* _WHAT THE TASK REQUIRES_
Once you have located the line containing "repository 5d3984fcaf6a5fe6" in the material below, return it exactly along with each line after it through the line containing "whose account name is a".

* _ENTRIES SUPPLIED_
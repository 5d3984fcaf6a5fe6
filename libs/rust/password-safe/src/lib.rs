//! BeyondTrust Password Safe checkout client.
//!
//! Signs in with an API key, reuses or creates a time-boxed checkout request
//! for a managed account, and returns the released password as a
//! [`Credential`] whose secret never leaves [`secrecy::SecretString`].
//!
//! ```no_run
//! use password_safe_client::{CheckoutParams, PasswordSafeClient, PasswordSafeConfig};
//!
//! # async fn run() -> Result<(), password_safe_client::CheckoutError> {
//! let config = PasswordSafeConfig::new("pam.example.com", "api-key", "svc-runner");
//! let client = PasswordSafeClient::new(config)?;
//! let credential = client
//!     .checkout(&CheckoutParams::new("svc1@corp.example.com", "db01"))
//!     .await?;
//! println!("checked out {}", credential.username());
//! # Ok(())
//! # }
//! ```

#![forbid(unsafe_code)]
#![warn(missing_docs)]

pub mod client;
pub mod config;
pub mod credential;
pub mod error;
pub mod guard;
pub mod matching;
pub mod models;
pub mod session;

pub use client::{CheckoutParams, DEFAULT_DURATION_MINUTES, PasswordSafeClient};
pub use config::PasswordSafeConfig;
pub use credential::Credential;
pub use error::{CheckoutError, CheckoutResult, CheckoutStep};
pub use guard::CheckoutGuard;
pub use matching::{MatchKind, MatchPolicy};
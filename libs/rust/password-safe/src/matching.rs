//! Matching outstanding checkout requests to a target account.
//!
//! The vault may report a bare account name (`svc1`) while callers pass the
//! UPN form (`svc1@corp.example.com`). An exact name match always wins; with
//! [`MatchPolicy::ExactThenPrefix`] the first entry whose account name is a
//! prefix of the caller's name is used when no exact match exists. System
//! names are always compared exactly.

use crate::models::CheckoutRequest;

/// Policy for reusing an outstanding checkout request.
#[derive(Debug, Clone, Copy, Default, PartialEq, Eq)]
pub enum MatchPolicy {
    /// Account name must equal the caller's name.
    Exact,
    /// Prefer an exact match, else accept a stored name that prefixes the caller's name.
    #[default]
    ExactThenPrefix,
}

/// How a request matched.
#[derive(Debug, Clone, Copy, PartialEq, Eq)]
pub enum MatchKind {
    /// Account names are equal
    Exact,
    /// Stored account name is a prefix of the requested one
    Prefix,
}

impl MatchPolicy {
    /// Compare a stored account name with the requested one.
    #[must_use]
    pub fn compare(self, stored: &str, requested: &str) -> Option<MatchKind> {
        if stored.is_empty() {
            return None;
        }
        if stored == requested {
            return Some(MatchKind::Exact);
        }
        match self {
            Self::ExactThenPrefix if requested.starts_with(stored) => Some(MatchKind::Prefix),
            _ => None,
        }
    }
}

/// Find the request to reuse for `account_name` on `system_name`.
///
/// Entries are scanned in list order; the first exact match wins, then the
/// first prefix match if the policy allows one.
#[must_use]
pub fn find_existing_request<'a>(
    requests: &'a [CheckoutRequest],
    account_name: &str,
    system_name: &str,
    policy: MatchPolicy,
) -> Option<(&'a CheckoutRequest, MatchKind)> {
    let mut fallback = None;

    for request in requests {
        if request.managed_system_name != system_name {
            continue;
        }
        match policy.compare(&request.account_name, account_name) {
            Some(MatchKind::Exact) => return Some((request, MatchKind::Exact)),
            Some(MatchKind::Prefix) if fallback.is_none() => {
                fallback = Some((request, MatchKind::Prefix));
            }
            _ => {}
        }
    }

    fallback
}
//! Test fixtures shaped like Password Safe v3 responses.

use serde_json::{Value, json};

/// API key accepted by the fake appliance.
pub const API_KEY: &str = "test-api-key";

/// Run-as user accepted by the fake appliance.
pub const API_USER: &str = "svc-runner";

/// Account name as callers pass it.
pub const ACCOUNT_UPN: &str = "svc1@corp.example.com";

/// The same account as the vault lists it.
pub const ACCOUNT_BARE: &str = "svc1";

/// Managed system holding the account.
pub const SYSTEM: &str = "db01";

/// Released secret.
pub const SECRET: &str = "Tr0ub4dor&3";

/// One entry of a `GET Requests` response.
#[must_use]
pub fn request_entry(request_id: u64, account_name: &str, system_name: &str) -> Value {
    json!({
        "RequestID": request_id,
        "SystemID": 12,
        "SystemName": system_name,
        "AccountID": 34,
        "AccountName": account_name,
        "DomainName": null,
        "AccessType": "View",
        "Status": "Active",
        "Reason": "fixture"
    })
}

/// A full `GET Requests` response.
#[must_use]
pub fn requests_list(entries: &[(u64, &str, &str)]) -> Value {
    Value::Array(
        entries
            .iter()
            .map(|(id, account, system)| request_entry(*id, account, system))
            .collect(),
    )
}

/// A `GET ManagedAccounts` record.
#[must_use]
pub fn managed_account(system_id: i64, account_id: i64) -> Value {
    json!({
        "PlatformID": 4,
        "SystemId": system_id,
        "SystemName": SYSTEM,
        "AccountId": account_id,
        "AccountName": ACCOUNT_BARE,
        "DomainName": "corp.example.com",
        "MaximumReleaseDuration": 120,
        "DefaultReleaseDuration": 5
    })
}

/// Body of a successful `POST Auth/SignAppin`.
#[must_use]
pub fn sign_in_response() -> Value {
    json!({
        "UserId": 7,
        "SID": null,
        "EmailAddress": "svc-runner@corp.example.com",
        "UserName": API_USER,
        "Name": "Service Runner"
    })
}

---

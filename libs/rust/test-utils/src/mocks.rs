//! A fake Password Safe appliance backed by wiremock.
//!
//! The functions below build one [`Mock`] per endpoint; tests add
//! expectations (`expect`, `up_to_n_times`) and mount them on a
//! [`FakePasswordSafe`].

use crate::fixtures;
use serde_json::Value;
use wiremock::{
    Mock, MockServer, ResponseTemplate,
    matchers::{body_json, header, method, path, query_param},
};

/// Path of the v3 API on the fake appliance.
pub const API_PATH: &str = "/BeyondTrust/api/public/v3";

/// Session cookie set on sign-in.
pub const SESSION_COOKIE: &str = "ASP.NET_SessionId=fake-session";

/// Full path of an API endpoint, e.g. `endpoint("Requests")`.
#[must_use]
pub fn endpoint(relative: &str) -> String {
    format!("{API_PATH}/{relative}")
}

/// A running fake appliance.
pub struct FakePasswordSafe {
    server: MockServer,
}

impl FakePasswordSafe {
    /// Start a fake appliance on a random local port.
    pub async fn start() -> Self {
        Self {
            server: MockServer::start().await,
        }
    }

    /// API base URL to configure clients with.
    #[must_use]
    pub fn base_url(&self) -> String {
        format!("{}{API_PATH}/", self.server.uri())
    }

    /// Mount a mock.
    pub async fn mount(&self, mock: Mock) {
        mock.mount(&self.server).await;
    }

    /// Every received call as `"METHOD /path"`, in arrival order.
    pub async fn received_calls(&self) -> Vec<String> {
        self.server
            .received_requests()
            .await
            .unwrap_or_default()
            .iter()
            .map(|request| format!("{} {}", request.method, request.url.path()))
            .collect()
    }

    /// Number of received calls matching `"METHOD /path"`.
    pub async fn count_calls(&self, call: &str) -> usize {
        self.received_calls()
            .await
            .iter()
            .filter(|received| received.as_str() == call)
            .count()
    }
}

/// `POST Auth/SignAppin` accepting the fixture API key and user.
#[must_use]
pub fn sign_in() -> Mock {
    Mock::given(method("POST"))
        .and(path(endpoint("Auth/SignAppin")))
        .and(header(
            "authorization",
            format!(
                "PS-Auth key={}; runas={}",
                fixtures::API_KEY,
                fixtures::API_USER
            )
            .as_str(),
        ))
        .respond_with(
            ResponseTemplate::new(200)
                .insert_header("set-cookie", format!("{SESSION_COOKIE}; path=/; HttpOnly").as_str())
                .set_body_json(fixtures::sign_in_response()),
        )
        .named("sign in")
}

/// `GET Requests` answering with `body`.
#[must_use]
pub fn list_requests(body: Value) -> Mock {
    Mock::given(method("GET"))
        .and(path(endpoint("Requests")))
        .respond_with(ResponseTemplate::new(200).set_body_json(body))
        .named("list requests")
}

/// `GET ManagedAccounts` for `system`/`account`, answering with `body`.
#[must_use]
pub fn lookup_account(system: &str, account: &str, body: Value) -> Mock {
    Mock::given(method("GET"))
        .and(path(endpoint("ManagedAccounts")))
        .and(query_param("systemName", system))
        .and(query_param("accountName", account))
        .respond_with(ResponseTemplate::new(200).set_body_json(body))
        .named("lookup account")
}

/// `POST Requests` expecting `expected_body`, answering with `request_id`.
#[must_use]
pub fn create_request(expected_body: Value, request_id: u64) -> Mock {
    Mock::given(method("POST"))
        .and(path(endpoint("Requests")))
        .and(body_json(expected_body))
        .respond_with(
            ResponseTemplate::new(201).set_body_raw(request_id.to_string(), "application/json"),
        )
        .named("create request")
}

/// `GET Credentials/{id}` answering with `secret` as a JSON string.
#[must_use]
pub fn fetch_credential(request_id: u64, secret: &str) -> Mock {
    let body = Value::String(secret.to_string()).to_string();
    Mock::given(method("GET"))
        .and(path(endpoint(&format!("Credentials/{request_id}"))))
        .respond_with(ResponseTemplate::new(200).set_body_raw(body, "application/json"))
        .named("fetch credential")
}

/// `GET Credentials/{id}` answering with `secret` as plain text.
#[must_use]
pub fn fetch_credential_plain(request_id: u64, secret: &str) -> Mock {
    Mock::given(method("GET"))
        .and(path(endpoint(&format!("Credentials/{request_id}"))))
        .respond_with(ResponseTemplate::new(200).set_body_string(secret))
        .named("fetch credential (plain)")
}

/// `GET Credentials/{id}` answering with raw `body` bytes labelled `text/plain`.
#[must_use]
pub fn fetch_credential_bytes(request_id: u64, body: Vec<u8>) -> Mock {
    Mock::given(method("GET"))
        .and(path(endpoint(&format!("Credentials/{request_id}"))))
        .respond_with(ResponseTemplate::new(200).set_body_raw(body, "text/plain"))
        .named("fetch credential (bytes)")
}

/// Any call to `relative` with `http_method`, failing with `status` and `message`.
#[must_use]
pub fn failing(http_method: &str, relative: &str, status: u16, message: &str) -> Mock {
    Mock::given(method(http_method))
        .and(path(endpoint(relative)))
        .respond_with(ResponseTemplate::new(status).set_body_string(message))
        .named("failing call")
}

---

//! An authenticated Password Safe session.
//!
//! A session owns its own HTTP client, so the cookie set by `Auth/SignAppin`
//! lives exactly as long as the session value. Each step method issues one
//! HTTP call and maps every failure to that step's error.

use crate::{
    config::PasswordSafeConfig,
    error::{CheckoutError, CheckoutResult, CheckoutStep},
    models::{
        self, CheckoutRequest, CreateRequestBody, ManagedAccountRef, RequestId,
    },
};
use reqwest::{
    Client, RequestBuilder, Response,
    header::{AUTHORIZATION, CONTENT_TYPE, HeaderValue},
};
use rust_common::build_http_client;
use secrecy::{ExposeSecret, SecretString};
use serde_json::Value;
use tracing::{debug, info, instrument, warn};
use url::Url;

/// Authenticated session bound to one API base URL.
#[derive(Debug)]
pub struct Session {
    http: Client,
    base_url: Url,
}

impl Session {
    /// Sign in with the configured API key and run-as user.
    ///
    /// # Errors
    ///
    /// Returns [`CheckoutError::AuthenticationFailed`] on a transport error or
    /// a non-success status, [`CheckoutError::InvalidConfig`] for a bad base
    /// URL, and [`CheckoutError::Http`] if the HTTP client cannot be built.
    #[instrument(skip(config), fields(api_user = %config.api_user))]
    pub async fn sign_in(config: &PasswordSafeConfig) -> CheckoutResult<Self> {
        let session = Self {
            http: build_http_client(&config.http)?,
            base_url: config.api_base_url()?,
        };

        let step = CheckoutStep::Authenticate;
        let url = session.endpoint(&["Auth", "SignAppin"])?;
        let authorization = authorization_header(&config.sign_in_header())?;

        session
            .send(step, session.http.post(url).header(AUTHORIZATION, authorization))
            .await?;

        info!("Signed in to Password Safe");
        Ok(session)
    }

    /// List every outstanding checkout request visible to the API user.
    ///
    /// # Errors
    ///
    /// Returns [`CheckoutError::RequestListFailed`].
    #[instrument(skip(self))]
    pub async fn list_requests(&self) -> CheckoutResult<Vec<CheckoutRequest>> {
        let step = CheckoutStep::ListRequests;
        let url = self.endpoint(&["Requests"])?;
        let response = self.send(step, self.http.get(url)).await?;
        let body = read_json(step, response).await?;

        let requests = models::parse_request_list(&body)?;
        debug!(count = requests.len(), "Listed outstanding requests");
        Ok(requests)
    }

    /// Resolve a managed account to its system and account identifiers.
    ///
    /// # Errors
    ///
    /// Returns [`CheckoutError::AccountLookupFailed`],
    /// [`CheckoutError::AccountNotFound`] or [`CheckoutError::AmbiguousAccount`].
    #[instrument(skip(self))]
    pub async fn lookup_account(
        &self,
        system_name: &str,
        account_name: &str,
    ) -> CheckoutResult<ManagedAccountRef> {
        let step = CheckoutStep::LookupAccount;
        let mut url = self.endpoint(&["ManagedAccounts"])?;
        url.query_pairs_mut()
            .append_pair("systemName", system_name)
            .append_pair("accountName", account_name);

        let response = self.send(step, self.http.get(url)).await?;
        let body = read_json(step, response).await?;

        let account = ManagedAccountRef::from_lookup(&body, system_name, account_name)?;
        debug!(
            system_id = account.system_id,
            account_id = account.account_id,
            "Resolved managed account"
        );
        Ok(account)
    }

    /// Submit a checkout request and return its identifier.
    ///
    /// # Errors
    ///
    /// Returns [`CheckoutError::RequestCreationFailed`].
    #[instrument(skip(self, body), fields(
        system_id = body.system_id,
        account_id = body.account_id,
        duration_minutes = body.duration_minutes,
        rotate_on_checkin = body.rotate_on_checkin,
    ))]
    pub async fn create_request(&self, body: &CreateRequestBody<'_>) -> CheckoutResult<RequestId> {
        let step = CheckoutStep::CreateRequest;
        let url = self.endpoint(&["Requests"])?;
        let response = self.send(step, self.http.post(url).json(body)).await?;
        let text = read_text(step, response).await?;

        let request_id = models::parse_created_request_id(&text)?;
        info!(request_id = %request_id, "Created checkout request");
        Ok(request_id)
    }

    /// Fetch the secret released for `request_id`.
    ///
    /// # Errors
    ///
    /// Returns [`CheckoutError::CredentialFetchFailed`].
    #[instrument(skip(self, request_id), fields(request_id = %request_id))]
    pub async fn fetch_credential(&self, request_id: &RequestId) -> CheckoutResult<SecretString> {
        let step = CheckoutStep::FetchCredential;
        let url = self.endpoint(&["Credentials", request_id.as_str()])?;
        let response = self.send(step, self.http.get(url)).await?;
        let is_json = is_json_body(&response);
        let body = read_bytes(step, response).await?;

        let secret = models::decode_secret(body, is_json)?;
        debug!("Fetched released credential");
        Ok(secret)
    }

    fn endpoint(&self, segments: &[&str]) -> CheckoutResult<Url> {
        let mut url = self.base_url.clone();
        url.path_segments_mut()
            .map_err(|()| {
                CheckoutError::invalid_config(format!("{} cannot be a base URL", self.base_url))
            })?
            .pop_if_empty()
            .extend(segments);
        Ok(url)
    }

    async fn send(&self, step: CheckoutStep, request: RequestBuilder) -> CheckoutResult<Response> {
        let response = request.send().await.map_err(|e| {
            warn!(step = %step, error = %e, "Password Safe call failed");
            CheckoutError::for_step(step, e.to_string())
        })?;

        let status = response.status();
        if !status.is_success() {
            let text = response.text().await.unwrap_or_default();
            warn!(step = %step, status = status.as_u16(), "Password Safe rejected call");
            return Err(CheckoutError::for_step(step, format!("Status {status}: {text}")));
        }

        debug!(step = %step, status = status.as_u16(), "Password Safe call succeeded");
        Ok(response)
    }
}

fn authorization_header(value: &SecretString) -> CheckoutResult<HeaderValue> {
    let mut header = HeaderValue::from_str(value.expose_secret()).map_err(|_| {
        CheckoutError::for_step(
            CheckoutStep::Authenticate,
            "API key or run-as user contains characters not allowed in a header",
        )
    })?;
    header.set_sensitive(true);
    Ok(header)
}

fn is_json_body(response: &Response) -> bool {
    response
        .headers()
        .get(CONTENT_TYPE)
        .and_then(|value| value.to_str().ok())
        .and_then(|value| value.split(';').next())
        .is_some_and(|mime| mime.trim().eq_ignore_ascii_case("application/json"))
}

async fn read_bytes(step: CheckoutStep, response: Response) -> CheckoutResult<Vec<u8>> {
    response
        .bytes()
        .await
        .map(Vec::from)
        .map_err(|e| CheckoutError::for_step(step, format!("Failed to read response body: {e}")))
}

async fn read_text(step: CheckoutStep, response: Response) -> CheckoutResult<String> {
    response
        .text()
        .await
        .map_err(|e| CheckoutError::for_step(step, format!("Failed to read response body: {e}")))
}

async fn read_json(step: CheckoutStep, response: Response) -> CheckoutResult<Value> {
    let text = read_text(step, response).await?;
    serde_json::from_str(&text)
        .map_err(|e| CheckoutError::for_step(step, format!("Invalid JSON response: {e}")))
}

* _SOLUTION TO THE EXERCISE_
repository 5d3984fcaf6a5fe6
filename libs/rust/password-safe/src/lib.rs
//! BeyondTrust Password Safe checkout client.
//!
//! Signs in with an API key, reuses or creates a time-boxed checkout request
//! for a managed account, and returns the released password as a
//! [`Credential`] whose secret never leaves [`secrecy::SecretString`].
//!
//! ```no_run
//! use password_safe_client::{CheckoutParams, PasswordSafeClient, PasswordSafeConfig};
//!
//! # async fn run() -> Result<(), password_safe_client::CheckoutError> {
//! let config = PasswordSafeConfig::new("pam.example.com", "api-key", "svc-runner");
//! let client = PasswordSafeClient::new(config)?;
//! let credential = client
//!     .checkout(&CheckoutParams::new("svc1@corp.example.com", "db01"))
//!     .await?;
//! println!("checked out {}", credential.username());
//! # Ok(())
//! # }
//! ```

#![forbid(unsafe_code)]
#![warn(missing_docs)]

pub mod client;
pub mod config;
pub mod credential;
pub mod error;
pub mod guard;
pub mod matching;
pub mod models;
pub mod session;

pub use client::{CheckoutParams, DEFAULT_DURATION_MINUTES, PasswordSafeClient};
pub use config::PasswordSafeConfig;
pub use credential::Credential;
pub use error::{CheckoutError, CheckoutResult, CheckoutStep};
pub use guard::CheckoutGuard;
pub use matching::{MatchKind, MatchPolicy};
filename libs/rust/password-safe/src/matching.rs
//! Matching outstanding checkout requests to a target account.
//!
//! The vault may report a bare account name (`svc1`) while callers pass the
//! UPN form (`svc1@corp.example.com`). An exact name match always wins; with
//! [`MatchPolicy::ExactThenPrefix`] the first entry whose account name is a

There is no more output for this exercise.